DARE VOCE AL MEDITERRANEO
Ettore Favini, artista, Cremona, Italia
Caro Antonio,
ti ringrazio per questa tua lettera che, oltre agli aggiornamenti quotidiani, mi permette di fare alcune considerazioni relativamente a questo tempo sospeso. Sono ormai da oltre trenta giorni che non mi muovo da casa, se non per le necessità primarie concesse dal Governo. Il due aprile avrei dovuto inaugurare Au Revoir, la mia mostra personale presso il Carré d’Art Contemporaine di Nîmes, curata da Connecting Cultures e attualmente installata in un enorme museo che ha chiuso le sue porte. Tutta la serie di presentazioni relative al progetto e al libro, vincitore della VI edizione dell’Italian Council, sono state rimandate a data da destinarsi. La nostra pratica, più di altre, ci porta a viaggiare per conoscere e mappare luoghi e territori, lo abbiamo sempre fatto, da soli e insieme, e spero potremo continuare a farlo presto. Il mio progetto di indagine intorno al Mediterraneo nasce dalla necessità di raccontare i confini, gli scambi di idee, l’origine e l’evoluzione dei simboli che hanno sempre trovato forma in questo mare circoscritto. Ognuno di noi, di colpo, a livello globale, si è trovato a dover riconfigurare completamente i propri confini quotidiani. In queste settimane ho ragionato proprio intorno all’idea di confine, ho capito quanto questo concetto sia labile e debba essere necessariamente messo in discussione. A proposito di questo lungo progetto, che ha preso forma nel tempo un po’ come il tuo intorno ai margini di New York City – vorrei soffermarmi su un’opera in particolare.
Il ciclo di opere Mer fermée si è ispirato alla geografia, o meglio allo sviluppo cartografico, partito proprio dalla rappresentazione del Mediterraneo in età greca. Sono sempre stato affascinato dalle carte geografiche, non solo perché sono la rappresentazione di una porzione di geografia, più o meno estesa, ma per il significato che noi attribuiamo a uno territorio specifico. La prima mappa del mondo risale a 2500 anni fa, è una tavoletta babilonese in argilla, rinvenuta vicino alla città di Sippar, con un buco al centro circondato da incisioni di forme geometriche e cerchi concentrici. È la prima rappresentazione del mondo conosciuto che a quel tempo si estendeva solo alcuni chilometri oltre Babilonia. L’autore della Mappa Mundi babilonese di Sippar non voleva rappresentare un territorio ma il mondo, e ha deciso di farlo con una visione dall’alto, in pianta: una visione divina del mondo conosciuto che era al momento l’unico mondo possibile.
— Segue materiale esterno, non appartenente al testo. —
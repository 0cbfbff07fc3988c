use clap::Parser;
use webstack_tools::config::{Config, Settings, ToolDefaults};
use webstack_tools::dataset;
use webstack_tools::describe::{describe_single, update_descriptions};
use webstack_tools::net::HttpClient;
use webstack_tools::reporting::logging;
use webstack_tools::ui::output::{describe_summary_lines, print_lines, settings_lines};
use webstack_tools::ui::{DescribeCli, ProgressReporter, describe_to_config};

#[tokio::main]
async fn main() {
    let cli = DescribeCli::parse();

    match run_describe_logic(&cli).await {
        Ok(exit_code) => std::process::exit(exit_code),
        Err(e) => {
            eprintln!("Error: {e}");
            std::process::exit(1);
        }
    }
}

/// Main description logic extracted from main() for testing
pub async fn run_describe_logic(cli: &DescribeCli) -> Result<i32, Box<dyn std::error::Error>> {
    let cli_config = describe_to_config(cli);
    let config = Config::from_cli(&cli_config)?;
    let settings = config.settings(ToolDefaults::DESCRIBE);

    logging::init_logger(settings.verbose, cli_config.quiet);
    logging::log_settings("describe", &settings);

    let client = HttpClient::from_settings(&settings)?;

    if let Some(ref url) = cli.test_url {
        return Ok(run_single(&client, &settings, url).await);
    }

    let mut dataset = dataset::load(&settings.dataset).inspect_err(|e| {
        logging::log_error("Could not load the dataset", Some(e));
    })?;

    if !cli_config.quiet {
        print_lines(&settings_lines(&settings));
        println!();
    }

    let mut progress = ProgressReporter::new(!cli_config.no_progress, cli_config.quiet);
    let summary =
        update_descriptions(&mut dataset, client, &settings, !cli.all, &mut progress).await;

    let saved = match dataset::save(&settings.dataset, &dataset) {
        Ok(()) => true,
        Err(e) => {
            logging::log_save_failure(&settings.dataset, &e);
            eprintln!(
                "Error: could not save '{}': {e}",
                settings.dataset.display()
            );
            false
        }
    };

    if !cli_config.quiet {
        print_lines(&describe_summary_lines(&summary));
        if saved {
            println!("\n💾 Saved {}", settings.dataset.display());
        }
    }

    Ok(if saved { 0 } else { 1 })
}

async fn run_single(client: &HttpClient, settings: &Settings, url: &str) -> i32 {
    println!("🔍 Testing: {url}");
    match describe_single(client, settings, url).await {
        Some(description) => {
            println!("✓ {description}");
            0
        }
        None => {
            println!("✗ Unreachable, no description generated");
            1
        }
    }
}
use async_trait::async_trait;
use log::debug;
use std::sync::Arc;
use std::time::{Duration, Instant};

use crate::config::Settings;
use crate::core::types::WorkItem;
use crate::dataset::{Dataset, WorkFilter, enumerate};
use crate::describe::heuristic::generate_description;
use crate::describe::page::PageInfo;
use crate::net::{HttpClient, normalize_url};
use crate::pipeline::{BulkFetcher, Probe};
use crate::reporting::logging::{log_item_result, log_run_complete, log_run_start};
use crate::ui::progress::ProgressReporter;

/// Fetch a page and extract its [`PageInfo`]. Any transport error or non-2xx
/// status is a failure.
pub async fn fetch_page(client: &HttpClient, url: &str, timeout: Duration) -> Option<PageInfo> {
    let target = normalize_url(url)?;

    let response = match client.get(target.as_str(), timeout).await {
        Ok(response) => response,
        Err(err) => {
            debug!("Fetching {url} failed: {err}");
            return None;
        }
    };

    if !response.status().is_success() {
        debug!("Fetching {url} returned HTTP {}", response.status().as_u16());
        return None;
    }

    match response.text().await {
        Ok(body) => Some(PageInfo::parse(&body)),
        Err(err) => {
            debug!("Reading {url} failed: {err}");
            None
        }
    }
}

/// Pipeline probe fetching each work item's homepage
pub struct DescriptionProbe {
    client: HttpClient,
    settings: Settings,
}

impl DescriptionProbe {
    pub fn new(client: HttpClient, settings: Settings) -> Self {
        Self { client, settings }
    }
}

#[async_trait]
impl Probe for DescriptionProbe {
    type Output = Option<PageInfo>;

    async fn probe(&self, item: &WorkItem) -> Option<PageInfo> {
        fetch_page(&self.client, &item.url, self.settings.timeout_for(&item.url)).await
    }
}

#[derive(Debug, Default, Clone, PartialEq)]
pub struct DescribeSummary {
    pub total: usize,
    pub updated: usize,
    pub failed: usize,
    pub elapsed: Duration,
}

impl DescribeSummary {
    /// Average seconds spent per link, 0 for an empty run
    pub fn average_seconds(&self) -> f64 {
        if self.total == 0 {
            0.0
        } else {
            self.elapsed.as_secs_f64() / self.total as f64
        }
    }
}

/// Fill in descriptions for the dataset in place.
///
/// With `only_missing` only entries whose description is null or absent are
/// touched. A failed fetch leaves the entry unchanged.
pub async fn update_descriptions(
    dataset: &mut Dataset,
    client: HttpClient,
    settings: &Settings,
    only_missing: bool,
    progress: &mut ProgressReporter,
) -> DescribeSummary {
    let started = Instant::now();
    let filter = if only_missing {
        WorkFilter::MissingDescription
    } else {
        WorkFilter::All
    };
    let items = enumerate(dataset, |entry| filter.matches(entry));
    let total = items.len();

    progress.line(&format!("Found {total} link(s) to update"));
    log_run_start("describe", total, settings.workers);
    progress.start(total, "pages");

    let probe = Arc::new(DescriptionProbe::new(client, settings.clone()));
    let mut completions = BulkFetcher::from_settings(settings).run(probe, items);
    let mut summary = DescribeSummary {
        total,
        ..Default::default()
    };

    while let Some((item, page)) = completions.next().await {
        let page = page.flatten();
        match generate_description(page.as_ref(), &item.title, &item.url) {
            Some(description) => {
                log_item_result(&item.url, "updated");
                progress.line(&format!("✓ {}: {description}", item.title));
                if let Some(entry) = dataset.entry_mut(item.path) {
                    entry.description = Some(description);
                }
                summary.updated += 1;
            }
            None => {
                log_item_result(&item.url, "unreachable");
                progress.line(&format!(
                    "✗ {}: unreachable, description left empty",
                    item.title
                ));
                summary.failed += 1;
            }
        }
        progress.advance();
    }

    progress.finish("pages processed");
    summary.elapsed = started.elapsed();
    log_run_complete(
        "describe",
        summary.updated,
        summary.total,
        summary.elapsed.as_millis(),
    );
    summary
}

/// Description for a single url without touching any dataset
pub async fn describe_single(client: &HttpClient, settings: &Settings, url: &str) -> Option<String> {
    let page = fetch_page(client, url, settings.timeout_for(url)).await;
    generate_description(page.as_ref(), "", url)
}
Allo stesso modo, se chiediamo a un bambino di disegnare una mappa, inizierà dalla sua casa – il suo mondo – con gli elementi che la compongono: la sua prima necessità umana di tracciare dei limiti attorno a ciò che conosce.
In questa opera sono andato alla ricerca di carte geografiche, planisferi e mappe che sono state fondamentali per le popolazioni intorno al bacino del Mediterraneo, cercando di capire le ragioni della necessità di tracciare dei confini. Durante la mia ricerca ho scoperto che le mappe sono oggetti magici perché conferivano un potere oscuro sia a chi le realizzava che a chi le possedeva. I cartografi venivano spesso condizionati dalle idee o dalla politica dell’epoca. Sono descrizioni parziali o falsate del mondo, ma sono rassicuranti, perché indicano dove siamo e da cosa siamo circondati, ci danno l’illusione di controllare un territorio o il mondo intero.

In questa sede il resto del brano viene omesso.